The CMS also approved Arkansas' Medicaid expansion program, which has been a model for Republican-led states. The Arkansas program asks people living between 100% and 138% of the federal poverty level to pay up to 2% of their income in monthly premiums.
New York first received its waiver in 1997. It was amended in 2014 to draw down $8 billion in funds to launch a Delivery System Reform Incentive Payment program.
Under that effort, providers in the state formed new delivery networks aimed at improving care and reducing readmissions. As of April, 25 such networks had launch in the state, according to a Commonwealth Fund report.
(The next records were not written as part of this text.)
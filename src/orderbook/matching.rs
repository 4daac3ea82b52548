//! The matching kernel: a pure function that crosses an incoming
//! order against resting liquidity.
//!
//! Kept as a free function over `&OrderBook`, separate from the book's
//! own methods — the kernel only ever calls the book's public
//! add/cancel/peek/pop surface, it never reaches into `PriceLevel`
//! directly.

use super::book::OrderBook;
use super::error::OrderBookError;
use super::order::{Order, OrderKind, Quantity, Side};
use super::trade::Trade;
use tracing::trace;

/// Cross `incoming` against `book`, producing trades in match order
/// (best price first, then arrival order on ties). Any residual
/// quantity rests in the book if `incoming` is a `Limit` order; a
/// `Market` order's residual is discarded.
///
/// # Errors
/// [`OrderBookError::InvalidOrder`] if `incoming` violates an
/// invariant (non-positive limit price). The book is left untouched in
/// that case: this function either completes or rejects its input up
/// front, never partway through. A zero-quantity order is not an
/// error: it produces an empty trade list and is not added.
pub fn match_order(book: &OrderBook, mut incoming: Order) -> Result<Vec<Trade>, OrderBookError> {
    validate(&incoming)?;

    let mut trades = Vec::new();
    while !incoming.quantity.is_zero() {
        let opposite = match incoming.side {
            Side::Buy => book.best_ask(),
            Side::Sell => book.best_bid(),
        };
        let Some(opposite) = opposite else {
            break;
        };
        if !crosses(&incoming, &opposite) {
            break;
        }

        let fill = min_quantity(incoming.quantity, opposite.quantity);
        let (buyer, seller) = match incoming.side {
            Side::Buy => (incoming.id, opposite.id),
            Side::Sell => (opposite.id, incoming.id),
        };
        let trade = Trade::new(opposite.price, fill, buyer, seller);
        trace!(
            price = %trade.price,
            quantity = %trade.quantity,
            buyer = %trade.buyer_order_id,
            seller = %trade.seller_order_id,
            "trade executed"
        );

        incoming.quantity = incoming.quantity.saturating_sub(fill);
        let opposite_remaining = opposite.quantity.saturating_sub(fill);

        let opposite_side = incoming.side.opposite();
        if opposite_remaining.is_zero() {
            // Fully depleted: pop it off the book rather than reduce.
            match opposite_side {
                Side::Buy => book.pop_best_bid(),
                Side::Sell => book.pop_best_ask(),
            };
        } else {
            book.reduce_top(opposite_side, opposite.id, opposite.price, fill);
        }

        trades.push(trade);
    }

    if !incoming.quantity.is_zero() && incoming.kind == OrderKind::Limit {
        book.add(incoming)?;
    }

    Ok(trades)
}

fn validate(order: &Order) -> Result<(), OrderBookError> {
    if order.kind == OrderKind::Limit && order.price.ticks() == 0 {
        return Err(OrderBookError::non_positive_price());
    }
    Ok(())
}

/// `BUY` crosses iff `incoming.price >= opposite.price`; `SELL`
/// crosses iff `incoming.price <= opposite.price`. Market orders cross
/// unconditionally against whatever rests, since they carry no price
/// limit.
fn crosses(incoming: &Order, opposite: &Order) -> bool {
    if incoming.kind == OrderKind::Market {
        return true;
    }
    match incoming.side {
        Side::Buy => incoming.price >= opposite.price,
        Side::Sell => incoming.price <= opposite.price,
    }
}

fn min_quantity(a: Quantity, b: Quantity) -> Quantity {
    if a.raw() < b.raw() { a } else { b }
}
The state received several temporary extensions after the waiver first expired two years ago. Medicaid officials were trying to prove the waiver was budget-neutral, meaning the same amount of money would have been spent in the state had the waiver not existed.
The recently approved waiver also allows New York to expand the number of beneficiaries with disabilities or HIV who receive a set amount to hire their own support staff. Many use these funds to pay family caregivers.
Last week, the CMS approved a tweaked version of Arkansas' waiver request, giving them expanded authority to offer incentives for employers to pay for the insurance of employees who agreed to drop out of Medicaid. Another new provision requires unemployed people to seek jobs or job training to receive Medicaid.
Republican Gov. Asa Hutchinson expressed some disappointment with how the CMS altered his version of the employer-sponsored coverage initiative.
"Mine was broader than what this administration wanted to give. It's more narrow, which impacts, really, the effectiveness,” he told Arkansas' Times Record newspaper.
Hutchinson said he recently spoke with President-elect Donald Trump and is confident Medicaid expansion will continue in the next administration. Hutchinson supports the state block grant idea that Trump and other Republicans have touted. The plan gives state more flexibility to impose more cost-sharing and work requirements while maintaining expanded eligibility.
In 2013, Arkansas became the first state in the nation to receive approval from the federal government for a customized approach to Medicaid expansion via a demonstration waiver spearheaded by Democratic Gov. Mike Beebe. More than 200,000 people in the state have gained coverage as a result.